Antidepressants increased the risk of suicidal thinking and behavior (suicidality) in short-term studies in children and adolescents with Major Depressive Disorder (MDD) and other psychiatric disorders. Anyone considering the use of Citalopram or any other antidepressant in a child or adolescent must balance this risk with the clinical need. Patients who are started on therapy should be observed closely for clinical worsening, suicidality, or unusual changes in behavior. Families and caregivers should be advised of the need for close observation and communication with the prescriber. Citalopram is not approved for use in pediatric patients. (See Warnings and Precautions: Pediatric Use)

Pooled analyses of short-term (4 to 16 weeks) placebo-controlled trials of 9 antidepressant drugs (SSRIs and others) in children and adolescents with major depressive disorder (MDD), obsessive compulsive disorder (OCD), or other psychiatric disorders (a total of 24 trials involving over 4400 patients) have revealed a greater risk of adverse events representing suicidal thinking or behavior (suicidality) during the first few months of treatment in those receiving antidepressants. The average risk of such events in patients receiving antidepressants was 4%, twice the placebo risk of 2%. No suicides occurred in these trials.

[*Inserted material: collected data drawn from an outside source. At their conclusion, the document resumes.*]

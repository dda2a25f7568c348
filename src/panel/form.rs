//! Form field state and payload encoding.

use serde_json::{Map, Number, Value};

use super::spec::{FieldKind, FieldSpec};
use crate::models::date::WireDate;

/// Text contents of a bound form, one string per field plus the hidden identifier.
#[derive(Debug, Clone)]
pub struct FormState {
    /// Identifier of the record being edited; blank when creating.
    pub id: String,
    fields: &'static [FieldSpec],
    values: Vec<String>,
}

impl FormState {
    pub fn new(fields: &'static [FieldSpec]) -> Self {
        Self {
            id: String::new(),
            fields,
            values: vec![String::new(); fields.len()],
        }
    }

    /// Current text of a field, empty for unknown names.
    pub fn get(&self, name: &str) -> &str {
        self.index(name).map(|i| self.values[i].as_str()).unwrap_or("")
    }

    /// Set a field's text. Unknown names are ignored.
    pub fn set(&mut self, name: &str, value: impl Into<String>) {
        if let Some(i) = self.index(name) {
            self.values[i] = value.into();
        }
    }

    /// Mutable text of a field, for binding a single input.
    pub fn value_mut(&mut self, name: &str) -> Option<&mut String> {
        self.index(name).map(|i| &mut self.values[i])
    }

    /// Iterate fields with mutable access to their text, for binding to inputs.
    pub fn entries_mut(&mut self) -> impl Iterator<Item = (&'static FieldSpec, &mut String)> {
        self.fields.iter().zip(self.values.iter_mut())
    }

    /// True when editing an existing record.
    pub fn is_editing(&self) -> bool {
        !self.id.trim().is_empty()
    }

    /// Reset the identifier and every field to empty.
    pub fn clear(&mut self) {
        self.id.clear();
        for value in &mut self.values {
            value.clear();
        }
    }

    /// True when every field, including the identifier, is empty.
    pub fn is_blank(&self) -> bool {
        self.id.is_empty() && self.values.iter().all(String::is_empty)
    }

    /// Labels of required fields that are blank.
    pub fn missing_required(&self) -> Vec<&'static str> {
        self.fields
            .iter()
            .zip(&self.values)
            .filter(|(f, v)| f.required && v.trim().is_empty())
            .map(|(f, _)| f.label)
            .collect()
    }

    /// Fill the form from a single-item reply.
    ///
    /// Date fields are converted from their wire form to `YYYY-MM-DD`; absent
    /// keys leave the field empty.
    pub fn populate(&mut self, id_field: &str, record: &Value) {
        self.clear();
        self.id = record.get(id_field).map(plain_text).unwrap_or_default();
        for (field, value) in self.fields.iter().zip(self.values.iter_mut()) {
            *value = match record.get(field.name) {
                Some(v) => field_text(field.kind, v),
                None => String::new(),
            };
        }
    }

    /// Build the JSON payload sent on create and update.
    ///
    /// The identifier is not part of the payload; it travels in the path.
    pub fn payload(&self) -> Value {
        let mut map = Map::new();
        for (field, value) in self.fields.iter().zip(&self.values) {
            map.insert(field.name.to_string(), encode(field.kind, value));
        }
        Value::Object(map)
    }

    fn index(&self, name: &str) -> Option<usize> {
        self.fields.iter().position(|f| f.name == name)
    }
}

/// Input text for a reply value of a given field kind.
fn field_text(kind: FieldKind, value: &Value) -> String {
    match (kind, value) {
        (FieldKind::Date, Value::String(s)) => WireDate::parse(s).input_value(),
        (FieldKind::Date, Value::Number(n)) => match n.as_i64() {
            Some(millis) => WireDate::from_millis(millis).input_value(),
            None => n.to_string(),
        },
        _ => plain_text(value),
    }
}

fn plain_text(value: &Value) -> String {
    match value {
        Value::Null => String::new(),
        Value::String(s) => s.clone(),
        Value::Number(n) => match (n.as_i64(), n.as_f64()) {
            (Some(i), _) => i.to_string(),
            (None, Some(f)) => f.to_string(),
            _ => n.to_string(),
        },
        other => other.to_string(),
    }
}

/// Encode one field. Input that does not parse is forwarded unchanged.
fn encode(kind: FieldKind, text: &str) -> Value {
    match kind {
        FieldKind::Text | FieldKind::LongText | FieldKind::Date => Value::String(text.to_string()),
        FieldKind::Number => text
            .trim()
            .parse::<f64>()
            .ok()
            .and_then(Number::from_f64)
            .map(Value::Number)
            .unwrap_or_else(|| Value::String(text.to_string())),
        FieldKind::Reference(_) => match text.trim().parse::<i64>() {
            Ok(id) => Value::from(id),
            Err(_) => Value::String(text.to_string()),
        },
    }
}

#[cfg(test)]
mod tests {
    use super::*;
    use crate::panel::spec::OptionSource;
    use serde_json::json;

    const FIELDS: &[FieldSpec] = &[
        FieldSpec::new("name", "Name", FieldKind::Text).required(),
        FieldSpec::new("salary", "Salary", FieldKind::Number),
        FieldSpec::new("joined", "Joined", FieldKind::Date),
        FieldSpec::new(
            "departmentId",
            "Department",
            FieldKind::Reference(OptionSource::Departments),
        ),
    ];

    #[test]
    fn test_new_form_is_blank() {
        let form = FormState::new(FIELDS);
        assert!(form.is_blank());
        assert!(!form.is_editing());
    }

    #[test]
    fn test_clear_empties_everything() {
        let mut form = FormState::new(FIELDS);
        form.id = "4".to_string();
        form.set("name", "Ann");
        form.set("salary", "1000");
        form.set("joined", "2024-01-01");
        form.set("departmentId", "2");
        form.clear();
        assert!(form.is_blank());
    }

    #[test]
    fn test_payload_encoding() {
        let mut form = FormState::new(FIELDS);
        form.id = "9".to_string();
        form.set("name", "Ann");
        form.set("salary", "1500.5");
        form.set("joined", "2024-01-01");
        form.set("departmentId", "2");

        assert_eq!(
            form.payload(),
            json!({"name": "Ann", "salary": 1500.5, "joined": "2024-01-01", "departmentId": 2})
        );
    }

    #[test]
    fn test_malformed_input_forwarded_as_is() {
        let mut form = FormState::new(FIELDS);
        form.set("salary", "lots");
        form.set("departmentId", "");
        let payload = form.payload();
        assert_eq!(payload["salary"], json!("lots"));
        assert_eq!(payload["departmentId"], json!(""));
    }

    #[test]
    fn test_populate_reformats_dates() {
        let mut form = FormState::new(FIELDS);
        form.populate(
            "id",
            &json!({
                "id": 3,
                "name": "Bo",
                "salary": 2000.0,
                "joined": "2023-01-05T00:00:00.000+00:00",
                "departmentId": 1
            }),
        );
        assert_eq!(form.id, "3");
        assert_eq!(form.get("name"), "Bo");
        assert_eq!(form.get("salary"), "2000");
        assert_eq!(form.get("joined"), "2023-01-05");
        assert_eq!(form.get("departmentId"), "1");
    }

    #[test]
    fn test_populate_epoch_millis_date() {
        let mut form = FormState::new(FIELDS);
        form.populate("id", &json!({"id": 3, "joined": 1672876800000_i64}));
        assert_eq!(form.get("joined"), "2023-01-05");
        assert_eq!(form.get("name"), "");
    }

    #[test]
    fn test_populate_replaces_previous_values() {
        let mut form = FormState::new(FIELDS);
        form.set("salary", "999");
        form.populate("id", &json!({"id": 1, "name": "Cy", "salary": null}));
        assert_eq!(form.get("salary"), "");
    }

    #[test]
    fn test_missing_required() {
        let mut form = FormState::new(FIELDS);
        assert_eq!(form.missing_required(), vec!["Name"]);
        form.set("name", "  ");
        assert_eq!(form.missing_required(), vec!["Name"]);
        form.set("name", "Ann");
        assert!(form.missing_required().is_empty());
    }
}
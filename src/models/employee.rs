//! Employee record.

use serde::Deserialize;

use super::date::{WireDate, display_opt};
use crate::panel::options::{Choice, SelectOption};
use crate::panel::spec::{Entity, EntitySpec, FieldKind, FieldSpec, OptionSource, Record};

#[derive(Debug, Clone, Deserialize)]
#[serde(rename_all = "camelCase")]
pub struct Employee {
    pub employee_id: i64,
    #[serde(default)]
    pub employee_name: Option<String>,
    #[serde(default)]
    pub employee_email: Option<String>,
    #[serde(default)]
    pub employee_join_date: Option<WireDate>,
    #[serde(default)]
    pub department_id: Option<i64>,
    #[serde(default)]
    pub position_id: Option<i64>,
}

impl Employee {
    pub fn name(&self) -> &str {
        self.employee_name.as_deref().unwrap_or_default()
    }
}

const FIELDS: &[FieldSpec] = &[
    FieldSpec::new("employeeName", "Name", FieldKind::Text).required(),
    FieldSpec::new("employeeEmail", "Email", FieldKind::Text),
    FieldSpec::new("employeeJoinDate", "Join Date", FieldKind::Date),
    FieldSpec::new("departmentId", "Department", FieldKind::Reference(OptionSource::Departments)),
    FieldSpec::new("positionId", "Position", FieldKind::Reference(OptionSource::Positions)),
];

static SPEC: EntitySpec = EntitySpec {
    singular: "Employee",
    plural: "Employees",
    collection: "/api/employees",
    id_field: "employeeId",
    fields: FIELDS,
};

impl Record for Employee {
    const COLUMNS: &'static [&'static str] = &["ID", "Name", "Email", "Join Date"];

    fn cells(&self) -> Vec<String> {
        vec![
            self.employee_id.to_string(),
            self.name().to_string(),
            self.employee_email.clone().unwrap_or_default(),
            display_opt(&self.employee_join_date),
        ]
    }
}

impl Entity for Employee {
    const SPEC: &'static EntitySpec = &SPEC;

    fn id(&self) -> i64 {
        self.employee_id
    }

    fn label(&self) -> String {
        match self.employee_name.as_deref() {
            Some(name) if !name.is_empty() => name.to_string(),
            _ => format!("Employee #{}", self.employee_id),
        }
    }
}

impl Choice for Employee {
    fn option(&self) -> SelectOption {
        SelectOption::new(self.employee_id, self.label())
    }
}

#[cfg(test)]
mod tests {
    use super::*;
    use serde_json::json;

    #[test]
    fn test_partial_record_renders() {
        let employee: Employee = serde_json::from_value(json!({"employeeId": 4})).unwrap();
        assert_eq!(employee.cells(), ["4", "", "", ""]);
        assert_eq!(employee.label(), "Employee #4");
    }

    #[test]
    fn test_department_and_position_stay_out_of_the_row() {
        let employee: Employee = serde_json::from_value(json!({
            "employeeId": 1,
            "employeeName": "Ann",
            "employeeEmail": "a@x.com",
            "employeeJoinDate": "2023-01-05",
            "departmentId": 2,
            "positionId": 3
        }))
        .unwrap();
        assert_eq!(employee.cells().len(), Employee::COLUMNS.len());
        assert_eq!(employee.cells(), ["1", "Ann", "a@x.com", "Jan 5, 2023"]);
    }
}
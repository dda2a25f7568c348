//! Excel export of rendered tables.

use std::path::{Path, PathBuf};

use chrono::Local;
use rust_xlsxwriter::{Color, Format, FormatBorder, Workbook};

use crate::error::Result;
use crate::panel::{Record, RecordTable};

/// Column widths are clamped to this range (characters).
const MIN_WIDTH: usize = 8;
const MAX_WIDTH: usize = 50;

/// Write one sheet with a header row followed by `rows`.
pub fn export_table(
    sheet: &str,
    headers: &[&str],
    rows: &[Vec<String>],
    path: &Path,
) -> Result<()> {
    let mut workbook = Workbook::new();
    let worksheet = workbook.add_worksheet();

    worksheet.set_name(sheet)?;

    let header_format = Format::new()
        .set_bold()
        .set_background_color(Color::RGB(0x4472C4))
        .set_font_color(Color::White)
        .set_border(FormatBorder::Thin);

    for (col, header) in headers.iter().enumerate() {
        worksheet.write_string_with_format(0, col as u16, *header, &header_format)?;
    }

    for (idx, cells) in rows.iter().enumerate() {
        let row = (idx + 1) as u32;
        for (col, cell) in cells.iter().enumerate().take(headers.len()) {
            worksheet.write_string(row, col as u16, cell)?;
        }
    }

    for (col, header) in headers.iter().enumerate() {
        let widest = rows
            .iter()
            .filter_map(|cells| cells.get(col))
            .map(|cell| cell.chars().count())
            .chain(std::iter::once(header.chars().count()))
            .max()
            .unwrap_or(MIN_WIDTH);
        worksheet.set_column_width(col as u16, (widest + 2).clamp(MIN_WIDTH, MAX_WIDTH) as f64)?;
    }

    if !rows.is_empty() && !headers.is_empty() {
        worksheet.autofilter(0, 0, rows.len() as u32, (headers.len() - 1) as u16)?;
    }

    worksheet.set_freeze_panes(1, 0)?;

    workbook.save(path)?;
    Ok(())
}

/// Export the current rows of a table.
pub fn export_records<R: Record>(
    sheet: &str,
    table: &RecordTable<R>,
    path: &Path,
) -> Result<usize> {
    let rows = table.cell_rows();
    export_table(sheet, R::COLUMNS, &rows, path)?;
    Ok(rows.len())
}

/// Open save file dialog and return selected path.
pub fn show_save_dialog(default_name: &str) -> Option<PathBuf> {
    rfd::FileDialog::new()
        .set_file_name(default_name)
        .add_filter("Excel Files", &["xlsx"])
        .save_file()
}

/// Generate default filename for export.
pub fn generate_export_filename(prefix: &str) -> String {
    let now = Local::now();
    format!("{prefix}_{ts}.xlsx", ts = now.format("%Y%m%d_%H%M%S"))
}

#[cfg(test)]
mod tests {
    use super::*;
    use crate::models::Department;
    use serde_json::json;

    #[test]
    fn test_export_table_writes_workbook() {
        let dir = tempfile::tempdir().unwrap();
        let path = dir.path().join("departments.xlsx");
        let rows = vec![
            vec!["1".to_string(), "Operations".to_string()],
            vec!["2".to_string(), "Finance".to_string()],
        ];

        export_table("Departments", &["ID", "Name"], &rows, &path).unwrap();

        let bytes = std::fs::read(&path).unwrap();
        // xlsx files are zip archives.
        assert_eq!(&bytes[..2], b"PK");
    }

    #[test]
    fn test_export_records_counts_rows() {
        let dir = tempfile::tempdir().unwrap();
        let path = dir.path().join("out.xlsx");
        let mut table = RecordTable::<Department>::new();
        table
            .apply(Ok(json!([{"departmentId": 1, "departmentName": "Ops"}])))
            .unwrap();

        assert_eq!(export_records("Departments", &table, &path).unwrap(), 1);
        assert!(path.exists());
    }

    #[test]
    fn test_empty_table_still_exports() {
        let dir = tempfile::tempdir().unwrap();
        let path = dir.path().join("empty.xlsx");
        export_table("Empty", &["A"], &[], &path).unwrap();
        assert!(path.exists());
    }

    #[test]
    fn test_filename_has_prefix_and_extension() {
        let name = generate_export_filename("payroll");
        assert!(name.starts_with("payroll_"));
        assert!(name.ends_with(".xlsx"));
    }
}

Adults with Major Depressive Disorder may experience worsening of their depression and/or the emergence of suicidal ideation and behavior (suicidality), whether or not they are taking antidepressant medications, and this risk may persist until significant remission occurs. Patients being treated with antidepressants should be observed closely for clinical worsening and suicidality, especially at the beginning of a course of drug therapy, or at the time of dose changes, either increases or decreases. Citalopram is contraindicated in patients taking monoamine oxidase inhibitors (MAOIs), pimozide (see DRUG INTERACTIONS), or in patients with a hypersensitivity to citalopram hydrobromide. As with other SSRIs, caution is indicated in the coadministration of tricyclic antidepressants (TCAs) with Citalopram. As with other psychotropic drugs that interfere with serotonin reuptake, patients should be cautioned regarding the risk of bleeding associated with the concomitant use of Citalopram with NSAIDs, aspirin, or other drugs that affect coagulation. The most frequent adverse events reported with Citalopram vs placebo in clinical trials were nausea (21% vs 14%), dry mouth (20% vs 14%), somnolence (18% vs 10%), insomnia (15% vs 14%), increased sweating (11% vs 9%), tremor (8% vs 6%), diarrhea (8% vs 5%), and ejaculation disorder (6% vs 1%).